Als jongetje had ik -naar men zei- een mooie jongenssopraanstem en zong ik in het schoolkoortje en incidenteel bij het NCRV-jeugdkoor. Ik werd gevraagd of ik bij het Haags knapenkoor wilde komen, maar in die pakjes lopen leek me niet zo geweldig. Jammer wel. Hadden mijn ouders me maar een duwtje gegeven dan had ik meteen in de muziek gezeten. Na een popbandje in mijn pubertijd heb ik heel lang niet gezongen tot er op kantoor een kantoorkoortje kwam. Leuk hoe dat dan kan lopen, dat zo’n toevallige ontmoeting met de dirigent dat ontsteekt en nu zit ik al 22 jaar elke maandagavond hier! Ik was 48 jaar toen ik lid werd, dus tja, ik zit hier al heel lang en ik hoop ook nog heel lang te blijven!
Hans (27 jaar), tenor
Ik ging af en toe naar een klassiek concert, ook wel naar oratoria, en vaak bij de delen waar het koor zong bedacht ik me hoe gaaf het zou zijn om zelf eens zo’n stuk te zingen. In de lift op het werk probeerde een collega me te enthousiasmeren voor het kantoorkoor, tevergeefs. Maar ze bleek niet voor één gat te vangen. Toen ik haar toevertrouwde dat ik wel eens een groots koorstuk wilde zingen, schakelde ze snel over en probeerde me te werven voor de VOV, waarvan ze ook lid was. En hiermee had ze wel succes!
Ondanks dat ik al vier jaar lid ben, kan ik nog steeds geen noten lezen, haha. Ik snap inmiddels wel hoe lang een noot moet duren, en waar we ongeveer omhoog moeten en omlaag, maar verder leer ik de muziek vooral op gehoor, min of meer uit m’n hoofd. Gelukkig staat er op internet vaak wel oefenmateriaal, en anders zingt Astrid de juiste koorpartijen voor ons in. Dat is maar goed ook, want zonder die oefenbestandjes ben ik nergens! Ik was er best een beetje onzeker over of ik wel goed genoeg mee zou kunnen komen, maar VOV’ers bleken heel behulpzaam, en nadat ze me de eerste weken op sleeptouw hadden genomen, ging het al snel best goed.

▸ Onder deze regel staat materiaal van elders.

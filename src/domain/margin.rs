//! Margin Calculator

use rust_decimal::Decimal;
use serde::{Deserialize, Serialize};

use super::round2;

/// Margin and profit figures for one selling price against one landed cost.
/// Recomputed per call, never cached.
///
/// `profit_amount` always equals `gross_profit`; the two fields report the
/// same number in different roles (absolute amount vs. the basis of
/// `margin_percent`) and downstream floors must read the matching one.
#[derive(Clone, Debug, PartialEq, Eq, Serialize, Deserialize)]
pub struct MarginCalculation {
    pub total_cost: Decimal,
    pub selling_price: Decimal,
    pub gross_profit: Decimal,
    pub margin_percent: Decimal,
    pub profit_amount: Decimal,
    pub meets_min_margin: bool,
    pub meets_min_profit: bool,
}

/// Computes gross profit and margin percent. Total over all inputs,
/// including zero or negative price and cost.
///
/// `margin_percent` is `gross_profit / selling_price * 100` rounded to two
/// decimals, and 0 when `selling_price` is not positive. The `meets_*`
/// flags start out vacuously true (no floors configured yet); use
/// [`MarginCalculation::with_floors`] to evaluate them against real floors.
pub fn calculate_margin(selling_price: Decimal, total_cost: Decimal) -> MarginCalculation {
    let gross_profit = selling_price - total_cost;
    let margin_percent = if selling_price > Decimal::ZERO {
        round2(gross_profit / selling_price * Decimal::ONE_HUNDRED)
    } else {
        Decimal::ZERO
    };
    MarginCalculation {
        total_cost,
        selling_price,
        gross_profit,
        margin_percent,
        profit_amount: gross_profit,
        meets_min_margin: true,
        meets_min_profit: true,
    }
}

impl MarginCalculation {
    /// Evaluates the `meets_*` flags against the configured floors. An
    /// absent profit floor leaves `meets_min_profit` true.
    pub fn with_floors(
        mut self,
        min_margin_percent: Decimal,
        min_profit_amount: Option<Decimal>,
    ) -> Self {
        self.meets_min_margin = self.margin_percent >= min_margin_percent;
        self.meets_min_profit = match min_profit_amount {
            Some(min) => self.profit_amount >= min,
            None => true,
        };
        self
    }
}
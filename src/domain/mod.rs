//! Domain module
pub mod currency;
pub mod margin;
pub mod proposal;
pub mod risk;
pub mod validate;

use rust_decimal::{Decimal, RoundingStrategy};

/// Standard rounding for prices and percents: two decimal places, midpoint
/// away from zero (not truncation). Every price/percent this crate reports
/// goes through this one function so the checker and the safe-price
/// derivation can never drift apart.
pub(crate) fn round2(value: Decimal) -> Decimal {
    value.round_dp_with_strategy(2, RoundingStrategy::MidpointAwayFromZero)
}

/// Exchange rates carry more precision: four decimal places.
pub(crate) fn round4(value: Decimal) -> Decimal {
    value.round_dp_with_strategy(4, RoundingStrategy::MidpointAwayFromZero)
}
//! Repricer Core - Pricing Risk Evaluation
//!
//! Library consumed by the repricing approval workflow. Given a proposed
//! price, the landed cost and the per-item risk configuration, it computes
//! margin and profit, decides whether the change is an unacceptable
//! financial risk ("red risk"), and derives the minimum safe price.
//!
//! ## Features
//! - Margin and gross-profit calculation
//! - Red-risk screening with ordered, human-readable reasons
//! - Minimum safe price from margin and profit floors
//! - Conservative currency conversion helpers
//! - Price proposal assembly for the approval queue
//!
//! Every function is pure and synchronous: no I/O, no shared state, safe to
//! call concurrently. Values are `rust_decimal::Decimal` throughout.

use rust_decimal::Decimal;
use thiserror::Error;

pub mod domain;

pub use domain::currency::{
    convert_currency, price_change_percent, round_to_psychological_price, safe_exchange_rate,
    ExchangeRates, DEFAULT_SAFETY_MARGIN_PERCENT,
};
pub use domain::margin::{calculate_margin, MarginCalculation};
pub use domain::proposal::{
    evaluate_proposal, CompetitorComparison, CompetitorSnapshot, PriceProposal, ProposalRequest,
    ProposalStatus, RiskLevel,
};
pub use domain::risk::{check_red_risk, min_required_price, RedRiskCheck, RiskConfig};
pub use domain::validate::{validate_price, validate_settings, ItemPricingSettings};

// =============================================================================
// Error Types
// =============================================================================

#[derive(Error, Debug, Clone, PartialEq, Eq)]
pub enum PricingError {
    /// A margin floor of 100% or more has no finite satisfying price.
    #[error("minimum margin of {0}% is unachievable (must be below 100%)")]
    UnachievableMargin(Decimal),

    /// The supplied rate table has no entry for the directed currency pair.
    /// No inversion or cross-rate through a third currency is attempted.
    #[error("no exchange rate for {from}_{to}")]
    MissingRate { from: String, to: String },

    #[error("price must be positive, got {0}")]
    NonPositivePrice(Decimal),

    #[error("minimum margin percent must be within 0..=100, got {0}")]
    MarginOutOfRange(Decimal),

    #[error("minimum allowed price {min} exceeds maximum allowed price {max}")]
    InvertedPriceBounds { min: Decimal, max: Decimal },
}

pub type Result<T> = std::result::Result<T, PricingError>;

Lidwien (51 jaar), sopraan
Mijn beide ouders zongen in hun jonge jaren in een koor, dat wist ik. Misschien spoorde dat me aan om tijdens mijn studie een cursusje koorzingen te doen. We deden daar stemvorming en oefenden met meerstemmig zingen. Ik ben daarna lid geworden van het universiteitskoor in Maastricht en tijdens een stage zong ik in het Københavns Bachkor. Toen ik vervolgens naar Den Haag verhuisde, sloot ik me als projectzanger aan bij een koor, dat meteen daarna over de kop ging. Ik besloot dat ik eigenlijk beter eens wat zanglessen kon volgen om mijn techniek te verbeteren. Toen er een kindje kwam en bovendien het huis verbouwd moest worden ben ik daarmee gestopt. Maar de wens om bij een koor te zingen bleef. Het is zo leuk om met een grote groep over een langere periode naar een resultaat toe te werken en het dan op te voeren voor publiek! Het heeft toch nog 14 jaar geduurd voordat ik weer op zoek ging naar een koor en de VOV vond: een groot koor dat klassieke stukken uitvoert, met orkest en solisten, precies wat ik zocht. Dat was in 2016. Toen we vanwege corona een tijd niet konden zingen, dacht ik wel er wel eens aan om te stoppen. Maar bij de eerste repetitie na de lockdown werd ik overvallen door emotie. Het was zo fijn om samen te zingen. Het doet iets met je ziel. Dus ik blijf!